Consumer prices, excluding the volatile food and energy components, soared well beyond the Federal Reserve’s 2 percent target in the year to May, reaching levels not seen in nearly 30 years and reinforcing inflation concerns.
The so-called core personal consumption expenditures (PCE) price index, which excludes food and energy and is the Fed’s preferred method for gauging inflation, rose 3.4 percent in the 12 months to May, after rising 3.1 percent in the year to April, the Commerce Department said on Friday.
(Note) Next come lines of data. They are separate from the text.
//! CLI interface for Skywatch

use clap::{Parser, Subcommand};
use std::path::PathBuf;

/// Scheduled and on-demand weather ingestion
#[derive(Parser)]
#[command(name = "skywatch")]
#[command(author, version, about, long_about = None)]
pub struct Cli {
    #[command(subcommand)]
    pub command: Commands,
}

#[derive(Subcommand)]
pub enum Commands {
    /// Run the scheduler until interrupted
    Run {
        /// Configuration file path
        #[arg(short, long, default_value = "skywatch.yaml")]
        config: PathBuf,
    },

    /// Ingest one location now and print the result
    Fetch {
        /// Configuration file path
        #[arg(short, long, default_value = "skywatch.yaml")]
        config: PathBuf,

        /// Source key (default: on_demand.key)
        #[arg(short, long)]
        key: Option<String>,

        /// Latitude (default: on_demand.latitude)
        #[arg(long, allow_negative_numbers = true)]
        lat: Option<f64>,

        /// Longitude (default: on_demand.longitude)
        #[arg(long, allow_negative_numbers = true)]
        lon: Option<f64>,
    },

    /// Print the latest stored measurement
    Latest {
        /// Configuration file path
        #[arg(short, long, default_value = "skywatch.yaml")]
        config: PathBuf,

        /// Source key (default: newest across all keys)
        #[arg(short, long)]
        key: Option<String>,
    },

    /// Validate a configuration file
    Check {
        /// Configuration file path
        #[arg(short, long, default_value = "skywatch.yaml")]
        config: PathBuf,
    },

    /// Generate an example configuration file
    Init,
}
//! In-memory store
//!
//! Each key owns its own slot, so writers to different keys only meet on the
//! outer map lock when a key is inserted for the first time.

use super::{Measurement, MeasurementStore, PutOutcome, StoreError, WritePolicy};
use chrono::Utc;
use std::collections::hash_map::Entry;
use std::collections::HashMap;
use std::sync::{Arc, Mutex, RwLock};

type Slot = Arc<Mutex<Measurement>>;

/// Latest-per-key store held in process memory
#[derive(Debug, Default)]
pub struct MemoryStore {
    policy: WritePolicy,
    slots: RwLock<HashMap<String, Slot>>,
}

impl MemoryStore {
    /// Create an empty store with the default (overwrite) policy
    pub fn new() -> Self {
        Self::default()
    }

    /// Create an empty store with the given write policy
    pub fn with_policy(policy: WritePolicy) -> Self {
        Self {
            policy,
            slots: RwLock::default(),
        }
    }

    /// Get the write policy
    pub fn policy(&self) -> WritePolicy {
        self.policy
    }

    /// Number of keys with a stored measurement
    pub fn len(&self) -> usize {
        self.slots.read().unwrap_or_else(|e| e.into_inner()).len()
    }

    /// Check if nothing has been stored yet
    pub fn is_empty(&self) -> bool {
        self.len() == 0
    }

    fn slot(&self, key: &str) -> Option<Slot> {
        self.slots
            .read()
            .unwrap_or_else(|e| e.into_inner())
            .get(key)
            .cloned()
    }

    fn replace(&self, slot: &Slot, mut incoming: Measurement) -> PutOutcome {
        let mut current = slot.lock().unwrap_or_else(|e| e.into_inner());
        if !self.policy.accepts(&current, &incoming) {
            return PutOutcome::Superseded {
                existing_observed_at: current.observed_at,
            };
        }
        incoming.ingested_at = Utc::now();
        *current = incoming.clone();
        PutOutcome::Stored(incoming)
    }
}

impl MeasurementStore for MemoryStore {
    fn put(&self, mut measurement: Measurement) -> Result<PutOutcome, StoreError> {
        if let Some(slot) = self.slot(&measurement.source_key) {
            return Ok(self.replace(&slot, measurement));
        }

        let mut slots = self.slots.write().unwrap_or_else(|e| e.into_inner());
        match slots.entry(measurement.source_key.clone()) {
            Entry::Occupied(entry) => {
                // Another writer inserted the key between our read and write locks
                let slot = Arc::clone(entry.get());
                drop(slots);
                Ok(self.replace(&slot, measurement))
            }
            Entry::Vacant(entry) => {
                measurement.ingested_at = Utc::now();
                entry.insert(Arc::new(Mutex::new(measurement.clone())));
                Ok(PutOutcome::Stored(measurement))
            }
        }
    }

    fn get_latest(&self, source_key: &str) -> Result<Option<Measurement>, StoreError> {
        Ok(self
            .slot(source_key)
            .map(|slot| slot.lock().unwrap_or_else(|e| e.into_inner()).clone()))
    }

    fn snapshot(&self) -> Result<Vec<Measurement>, StoreError> {
        let slots: Vec<Slot> = self
            .slots
            .read()
            .unwrap_or_else(|e| e.into_inner())
            .values()
            .cloned()
            .collect();

        let mut all: Vec<Measurement> = slots
            .iter()
            .map(|slot| slot.lock().unwrap_or_else(|e| e.into_inner()).clone())
            .collect();
        all.sort_by(|a, b| b.observed_at.cmp(&a.observed_at));
        Ok(all)
    }
}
The last time the core PCE inflation gauge saw a similar year-over-year vault was in April 1992.
The Fed looks to core PCE as the key inflation gauge that informs its monetary policy, which has an inflation target of a longer-run average of 2 percent.
Fed officials have repeatedly said they believe the current bout of spiking prices is transitory as they continue to tolerate inflation running hot in the shorter term, arguing that a premature withdrawal of crisis support measures—near-zero interest rates and around $120 billion in monthly bond buys—would risk derailing the economic recovery.
Federal Reserve Bank of Minneapolis chief Neel Kashkari said on Friday that he doesn’t expect the high inflation readings to last and that Americans will return to the labor market in large numbers by the fall, when the supplemental federal pandemic unemployment boost runs out.
Industry groups and business owners have been complaining about a shortage of labor, and Republican leaders in dozens of states have moved to opt out of the federal unemployment compensation boost to help address the hiring crunch.
Economists and investors have widely shifted their spectrum of concerns from slow growth, high unemployment, and deflationary pressures at the beginning of 2021, to inflation, with their gaze now keenly set on how the Fed navigates the delicate balance between supporting the labor market recovery and containing upward price pressures.